Google now allows developers to preview the model for using the Gemini 2.5 computer behind Project Mariner and agent features in AI mode.

This “specialized model” can interact with graphic user interfaces, in particular browsers and websites. There are several steps that occur in a loop “until the task is over”.

  • Send a request to the model: entries include “user demand, environmental screenshot and recent actions history”.
  • “The model then analyzes these entries and generates a response, generally a function call representing one of the actions of the user interface such as the clicking or entry.”
  • Receive the model’s response: “… The Customer Code then performs the action received.”
  • “Once the action is carried out, a new screenshot of the graphical interface and the current URL are returned to the model for using the computer as a function of function restarting the loop.”

Other user interface actions supported by the model include backward / search, web search, navigation to a specific URL, overview of the cursor, keyboard combinations, scrolling and draining and drop.

Google shared two examples (at a 3X speed) with the following prompts:

Advertising – Scroll for more content

“From https://tinyurl.com/pet-care-signup, get all the details for any pet with a residence in California and add them as a guest in my CRM SPA at https://pet-luxe-spa.web.app/. Then organizes the reason for the visit of the animal specialist.

“”My art club has thought about the tasks before our fair. The board is chaotic and I need your help to organize the tasks in certain categories I have created. Go to Sticky-note-jam.web.app and make sure that the notes are clearly in the right sections. Slide them there if not.
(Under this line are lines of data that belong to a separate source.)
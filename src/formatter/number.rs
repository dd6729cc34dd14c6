use crate::{
    error::{Error, Result},
    locale::NumberSymbols,
    value::{Number, Value},
};

/// A compiled decimal pattern like `#,##0.###` bound to locale symbols.
#[derive(Debug)]
pub(crate) struct NumberFormat {
    grouping: bool,
    min_int: usize,
    min_frac: usize,
    max_frac: usize,
    percent: bool,
    symbols: &'static NumberSymbols,
}

impl NumberFormat {
    /// Compile a decimal pattern.
    ///
    /// Besides explicit patterns made of `#`, `0`, `,`, `.` and a trailing
    /// `%`, this accepts the named styles `integer` and `percent`. The
    /// empty pattern means `#,##0.###`.
    pub(crate) fn new(
        pattern: &str,
        symbols: &'static NumberSymbols,
    ) -> Result<NumberFormat> {
        let expanded = match pattern.trim() {
            "" | "number" => "#,##0.###",
            "integer" => "#,##0",
            "percent" => "#,##0%",
            other => other,
        };
        let (body, percent) = match expanded.strip_suffix('%') {
            Some(body) => (body, true),
            None => (expanded, false),
        };
        if body.is_empty() {
            return Err(Error::construction(pattern, "empty number pattern"));
        }
        if let Some(bad) =
            body.chars().find(|&c| !matches!(c, '#' | '0' | ',' | '.'))
        {
            return Err(Error::construction(
                pattern,
                format!("unsupported character `{bad}` in number pattern"),
            ));
        }
        let (int, frac) = match body.split_once('.') {
            Some((int, frac)) => (int, frac),
            None => (body, ""),
        };
        if frac.contains(['.', ',']) {
            return Err(Error::construction(
                pattern,
                "fraction part may only contain `0` and `#`",
            ));
        }
        let min_frac = frac.chars().take_while(|&c| c == '0').count();
        if frac[min_frac..].contains('0') {
            return Err(Error::construction(
                pattern,
                "`0` may not follow `#` in the fraction part",
            ));
        }
        Ok(NumberFormat {
            grouping: int.contains(','),
            min_int: int.chars().filter(|&c| c == '0').count(),
            min_frac,
            max_frac: frac.len(),
            percent,
            symbols,
        })
    }

    pub(crate) fn format(
        &self,
        value: &Value,
        out: &mut String,
    ) -> Result<()> {
        let (negative, int, frac) = match value.to_number()? {
            Number::Int(n) if !self.percent => {
                (n < 0, n.unsigned_abs().to_string(), String::new())
            }
            Number::Int(n) => match n.checked_mul(100) {
                Some(n) => {
                    (n < 0, n.unsigned_abs().to_string(), String::new())
                }
                None => self.split(n as f64 * 100.0),
            },
            Number::Float(n) if !n.is_finite() => {
                out.push_str(if n.is_nan() {
                    "NaN"
                } else if n < 0.0 {
                    "-∞"
                } else {
                    "∞"
                });
                return Ok(());
            }
            Number::Float(n) if self.percent => self.split(n * 100.0),
            Number::Float(n) => self.split(n),
        };
        let mut frac = frac;
        while frac.len() < self.min_frac {
            frac.push('0');
        }
        if negative {
            out.push(self.symbols.minus);
        }
        // A pattern without required integer digits drops a zero integer
        // part, but only when a fraction follows. Zero itself is `0`.
        let int = if int == "0" && self.min_int == 0 && !frac.is_empty() {
            ""
        } else {
            &int
        };
        for _ in int.len()..self.min_int {
            out.push('0');
        }
        for (i, digit) in int.chars().enumerate() {
            let remaining = int.len() - i;
            if self.grouping && i > 0 && remaining % 3 == 0 {
                out.push(self.symbols.group);
            }
            out.push(digit);
        }
        if !frac.is_empty() {
            out.push(self.symbols.decimal);
            out.push_str(&frac);
        }
        if self.percent {
            out.push(self.symbols.percent);
        }
        Ok(())
    }

    /// Rounds `n` to the maximum number of fraction digits and splits it
    /// into a sign, integer digits and fraction digits. Trailing zeros in
    /// the fraction are dropped.
    fn split(&self, n: f64) -> (bool, String, String) {
        let rounded = format!("{:.*}", self.max_frac, n.abs());
        let (int, frac) = match rounded.split_once('.') {
            Some((int, frac)) => (int, frac.trim_end_matches('0')),
            None => (rounded.as_str(), ""),
        };
        let is_zero = int.chars().chain(frac.chars()).all(|c| c == '0');
        (n < 0.0 && !is_zero, int.to_string(), frac.to_string())
    }
}

#[cfg(test)]
mod tests {
    use super::*;

    fn fmt(pattern: &str, language: &str, value: impl Into<Value>) -> String {
        let symbols = NumberSymbols::for_language(language);
        let format = NumberFormat::new(pattern, symbols).unwrap();
        let mut out = String::new();
        format.format(&value.into(), &mut out).unwrap();
        out
    }

    #[test]
    fn default_pattern() {
        assert_eq!(fmt("", "en", 1234567.891), "1,234,567.891");
        assert_eq!(fmt("", "en", 2.71828), "2.718");
        assert_eq!(fmt("", "en", 1234567), "1,234,567");
        assert_eq!(fmt("", "en", -1234), "-1,234");
        assert_eq!(fmt("", "en", 0.5), "0.5");
        assert_eq!(fmt("", "en", 0), "0");
        assert_eq!(fmt("", "en", -0.0001), "0");
    }

    #[test]
    fn localized_separators() {
        assert_eq!(fmt("", "de", 1234567.5), "1.234.567,5");
        assert_eq!(fmt("", "fr", 1234567.5), "1\u{202F}234\u{202F}567,5");
        assert_eq!(fmt("", "ja", 1234567.5), "1,234,567.5");
    }

    #[test]
    fn named_styles() {
        assert_eq!(fmt("integer", "en", 1234.4), "1,234");
        assert_eq!(fmt("integer", "en", 1235.5), "1,236");
        assert_eq!(fmt("percent", "en", 0.256), "26%");
        assert_eq!(fmt("percent", "en", 3), "300%");
        assert_eq!(fmt("percent", "en", -2), "-200%");
        // Integers are scaled exactly, without a detour through floats.
        assert_eq!(
            fmt("percent", "en", 92_233_720_368_547_758i64),
            "9,223,372,036,854,775,800%",
        );
        assert!(fmt("percent", "en", i64::MAX).ends_with('%'));
    }

    #[test]
    fn explicit_patterns() {
        assert_eq!(fmt("0.00", "en", 2.34567), "2.35");
        assert_eq!(fmt("0.00", "en", 1234), "1234.00");
        assert_eq!(fmt("000", "en", 7), "007");
        assert_eq!(fmt("#.##", "en", 0.5), ".5");
        assert_eq!(fmt("#.##", "en", 0), "0");
        assert_eq!(fmt("#.##", "en", 0.001), "0");
        assert_eq!(fmt("#", "en", 0), "0");
        assert_eq!(fmt("#.00", "en", 0), ".00");
        assert_eq!(fmt("#,##0.0#", "de", 1234.5), "1.234,5");
    }

    #[test]
    fn malformed() {
        let symbols = NumberSymbols::for_language("en");
        assert!(NumberFormat::new("#,##0.##0", symbols).is_err());
        assert!(NumberFormat::new("abc", symbols).is_err());
        assert!(NumberFormat::new("%", symbols).is_err());
        assert!(NumberFormat::new("0.0.0", symbols).is_err());
    }

    #[test]
    fn non_numbers() {
        let symbols = NumberSymbols::for_language("en");
        let format = NumberFormat::new("", symbols).unwrap();
        let mut out = String::new();
        assert!(format.format(&Value::from("abc"), &mut out).is_err());
    }
}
The use of the Gemini 2.5 computer is “mainly optimized for web browsers”. However, Google has a “Androidworld” reference which “demonstrates a strong promise for control tasks of the mobile user interface”, while it is not yet optimized for office OS level control “.

Google has demonstrated solid performance on web and mobile control references compared to the offer from Claude and Openai, as well as “the top quality for browser control to the lowest latency”.

This model is built on the capacities of visual understanding and reasoning of Gemini 2.5 Pro. Google indicates that “the versions of this model” Power Project Mariner and the agent capabilities of the AI ​​mode. It was used internally for user interface tests to accelerate software development, while Google has an early access program for third -party developer developers and workflow automation tools.

Gemini 2.5 The use of the computer is available in the public preview today via Gemini API in Google AI Studio and Vertex AI.

Try it now: In an environment of demonstration hosted by Browserbase.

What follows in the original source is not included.